New Book by Shipman Hailed by Reviewers
31 January 2001 --
A new book titled
The Man
Who Found the Missing Link, by
Pat Shipman, adjunct professor
of anthropology at Penn State, has been hailed by reviewers upon its publication
by Simon & Schuster in January 2001.
The book is a biography of the life of Eugene Dubois, the Dutch anatomist who in 1887 set out to find the transitional ape-man that would prove Darwin's theory of evolution. Against all odds, Dubois found the missing link he called Pithecanthropus erectus--now known as Homo erectus--in Java in 1891-1893. Unfortunately, Pithecanthropus did not fit the general preconceived notion of what a missing like should have looked like or where it should have lived. So Dubois, once scorned for quitting his professorship to "follow Darwin's crazy idea," later found his conclusions challenged, questioned, and often disbelieved by the scientific community in Europe. He fought an often-bitter battle until his eventual vindication more than thirty years later.
A review in the New York Times on 21 January 2001 hailed Shipman as "among the best writers who manage to describe science to popular audiences without sacrificing the complexities of the issues that energize and sometimes divide scientists." Another reviewer called the book "a masterpiece" that "frequently reads more like a novel than a biography." Shipman's scholarship has been hailed as "exhaustive" and her writing "engaging." According to one reviewer, "She is at her most evocative when she describes colonial life in the tropics, and how the proper Dutch--those who survived--were entranced and seduced by the scents, the tastes, the teeming life, and languid climate of what is now Indonesia." The New York Times reviewer comments, "Dubois could not have asked for a more capable and understanding biographer."
Writing The Man Who Found the Missing Link placed Shipman squarely in the middle of a vibrant controversy over how much speculation is permissible in biography. Although the documentation of Dubois' life and work is extensive--there are more than 500 endnotes--Shipman found some tantalizing gaps in the evidence. "Rather than leave out significant events when Dubois' motivations were not clear, I decided to go beyond the strict confines of the documentation to create a coherent story that is true to Dubois' character and to his science," she said.
Telling science in this way is stating a hypothesis, Shipman says. "If new evidence turns up, my interpretation may have to be revised, but I believe I serve science better by writing a biography that fires the imagination rather than boring readers with the endless 'what-ifs' and 'might-have-beens' that characterize many scholarly biographies."

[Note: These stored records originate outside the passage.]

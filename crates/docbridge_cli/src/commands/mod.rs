//! CLI command implementations.

pub mod config;
pub mod demo;

use thiserror::Error;

/// Errors raised by CLI commands.
#[derive(Error, Debug)]
pub enum CommandError {
    /// Client failure.
    #[error(transparent)]
    Client(#[from] docbridge_client::ClientError),

    /// Emulator failure.
    #[error(transparent)]
    Emulator(#[from] docbridge_emulator::EmulatorError),

    /// Output could not be rendered.
    #[error("failed to render output: {0}")]
    Render(#[from] serde_json::Error),

    /// The query did not return what was saved.
    #[error("expected {expected} matching assets, found {actual}")]
    Mismatch {
        /// Matches implied by the saved assets.
        expected: usize,
        /// Matches returned by the store.
        actual: usize,
    },
}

Shipman's previous success as a teller of scientific stories is reflected in various honors and prizes. In 1999, she was selected by the BBC to narrate part of a segment on Homo erectus, filmed in Java, for a six-part series titled "Ape-Man." She twice has been a finalist for the prestigious Rhone-Poulenc General Science Award, winning the prize in 1997 with The Wisdom of the Bones. This account of the discovery and interpretation of Homo erectus fossils in Kenya was written with her husband Alan Walker. In 1998, she won the Phi Beta Kappa Prize for science writing and was a runner-up for the Los Angeles Times Science Prize with Taking Wing, a look at the contentious debate over the evolution of birds and their relationship to dinosaurs. Both Taking Wing and an earlier book, The Neandertals (co-authored with Erik Trinkaus in 1992), were featured on the covers of their respective issues of the New York Times Book Review section. In 1996, Shipman also won the silver medal of the Society of National Association Publications for an essay on her decision to leave the practice of science to become a full-time science writer.